Researchers have recently explored why B cells become less efficient as we age, analyzing how their behavior changes when they are transplanted from aged mice into young mice [1].
The immune system is a comprehensive defense system
Our immune systems protect us from disease and are vital to the healthy function of every organ and tissue we have. Our bodies contain many types of these cells, and each of them performs a different function. These include patrolling for bacteria, cancer cells, and invading viruses; removing damaged senescent cells that have reached replicative senescence; breaking down cellular waste; removing cell debris; and supporting healthy organ and tissue repair.
Unfortunately, as we age, our immune systems go into decline and become increasingly inefficient and disrupted. This gradual age-related failure of the immune system is known as immunosenescence.
The ultimate consequence of immunosenescence is that literally any infection or disease becomes a serious issue. Viruses, such as flu, that most young people shrug off become potentially life-threatening in the elderly. Understanding the complexities of immunosenescence is a challenge, but this research is a step towards finding out.
B cell function seems to be strongly influenced by their environment
B cells are white blood cells that form antibodies, making them an important part of the immune response to invading pathogens. These antibodies then bind to pathogens or foreign substances allowing the immune system to neutralize them.
Our B cells are no exception to age-related decline, and they too contribute to immunosenescence. Exactly how this happens is still somewhat of a mystery. Do the cells themselves become damaged and change how they function, or are they reacting to changes in the wider environment? The researchers set out to answer this question by transplanting B cells from old mice and transplanting them into young mice.
The data presented here suggests that old B cells work better when exposed to a youthful environment. While it is likely that intrinsic processes are occurring, just a change to a youthful environment is enough to improve old cell function.
Abstract
Vaccines typically protect against (re)infections by generating pathogen-neutralising antibodies. However, as we age, antibody-secreting cell formation and vaccine-induced antibody titres are reduced. Antibody-secreting plasma cells differentiate from B cells either early post-vaccination through the extrafollicular response or from the germinal centre (GC) reaction, which generates long-lived antibody-secreting cells. As the formation of both the extrafollicular antibody response and the GC requires the interaction of multiple cell types, the impaired antibody response in ageing could be caused by B cell intrinsic or extrinsic factors, or a combination of the two.

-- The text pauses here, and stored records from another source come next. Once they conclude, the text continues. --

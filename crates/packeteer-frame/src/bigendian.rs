//! Exact-width big-endian conversions.
//!
//! Every multi-byte field on the wire and in message bodies goes through
//! these helpers. Encoding is infallible; decoding from a slice checks the
//! length first so a short or long buffer is reported instead of misread.

/// A slice did not have the width the decoded type requires.
#[derive(Debug, Clone, Copy, PartialEq, Eq, thiserror::Error)]
#[error("expected {expected} bytes, got {actual}")]
pub struct LengthMismatch {
    pub expected: usize,
    pub actual: usize,
}

fn exact<const N: usize>(bytes: &[u8]) -> Result<[u8; N], LengthMismatch> {
    bytes.try_into().map_err(|_| LengthMismatch {
        expected: N,
        actual: bytes.len(),
    })
}

pub fn i16_to_bytes(v: i16) -> [u8; 2] {
    v.to_be_bytes()
}

pub fn bytes_to_i16(bytes: &[u8]) -> Result<i16, LengthMismatch> {
    exact(bytes).map(i16::from_be_bytes)
}

pub fn u16_to_bytes(v: u16) -> [u8; 2] {
    v.to_be_bytes()
}

pub fn bytes_to_u16(bytes: &[u8]) -> Result<u16, LengthMismatch> {
    exact(bytes).map(u16::from_be_bytes)
}

pub fn i32_to_bytes(v: i32) -> [u8; 4] {
    v.to_be_bytes()
}

pub fn bytes_to_i32(bytes: &[u8]) -> Result<i32, LengthMismatch> {
    exact(bytes).map(i32::from_be_bytes)
}

pub fn u32_to_bytes(v: u32) -> [u8; 4] {
    v.to_be_bytes()
}

pub fn bytes_to_u32(bytes: &[u8]) -> Result<u32, LengthMismatch> {
    exact(bytes).map(u32::from_be_bytes)
}

pub fn i64_to_bytes(v: i64) -> [u8; 8] {
    v.to_be_bytes()
}

pub fn bytes_to_i64(bytes: &[u8]) -> Result<i64, LengthMismatch> {
    exact(bytes).map(i64::from_be_bytes)
}

/// Encodes the raw IEEE-754 bit pattern; NaN payloads survive untouched.
pub fn f32_to_bytes(v: f32) -> [u8; 4] {
    i32_to_bytes(v.to_bits() as i32)
}

pub fn bytes_to_f32(bytes: &[u8]) -> Result<f32, LengthMismatch> {
    bytes_to_i32(bytes).map(|bits| f32::from_bits(bits as u32))
}

/// Encodes the raw IEEE-754 bit pattern; NaN payloads survive untouched.
pub fn f64_to_bytes(v: f64) -> [u8; 8] {
    i64_to_bytes(v.to_bits() as i64)
}

pub fn bytes_to_f64(bytes: &[u8]) -> Result<f64, LengthMismatch> {
    bytes_to_i64(bytes).map(|bits| f64::from_bits(bits as u64))
}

Here, we show that B cells from older people do not have intrinsic defects in their proliferation and differentiation into antibody-secreting cells in vitro compared to those from the younger donors. However, adoptive transfer of B cells from aged mice to young recipient mice showed that differentiation into extrafollicular plasma cells was favoured at the expense of B cells entering the GC during the early stages of GC formation. In contrast, by the peak of the GC response, GC B cells derived from the donor cells of aged mice had expanded to the same extent as those from the younger donors. This indicates that age-related intrinsic B cell changes delay the GC response but are not responsible for the impaired antibody-secreting response or smaller peak GC response in ageing.
Collectively, this study shows that B cells from aged individuals are not intrinsically defective in responding to stimulation and becoming antibody-secreting cells, implicating B cell-extrinsic factors as the primary cause of age-associated impairment in the humoral immunity.
Conclusion
These data suggest that B cells can work quite well given a more favorable environment. It also appears that environment has more influence on how B cells function than any intrinsic changes that happen in the cells.
This also begs the question if an approach such as therapeutic plasma exchange would improve B cell function. Given that plasma dilution appears to rejuvenate humans, including increasing B cell, macrophage, and natural killer (NK) cell counts, this seems quite plausible.
Therapeutic plasma exchange seems to shift a number of aging biomarkers towards more youthful levels. It would be interesting to learn more about how it affects immune cell populations. Understanding this may open the door to potential therapies that address immunosenescence in older adults.
Literature
[1] Lee, J. L., Fra‐Bido, S. C., Burton, A. R., Innocentin, S., Hill, D. L., & Linterman, M. A. (2022). B cell‐intrinsic changes with age do not impact antibody‐secreting cell formation but delay B cell participation in the germinal centre reaction. Aging Cell, e13692.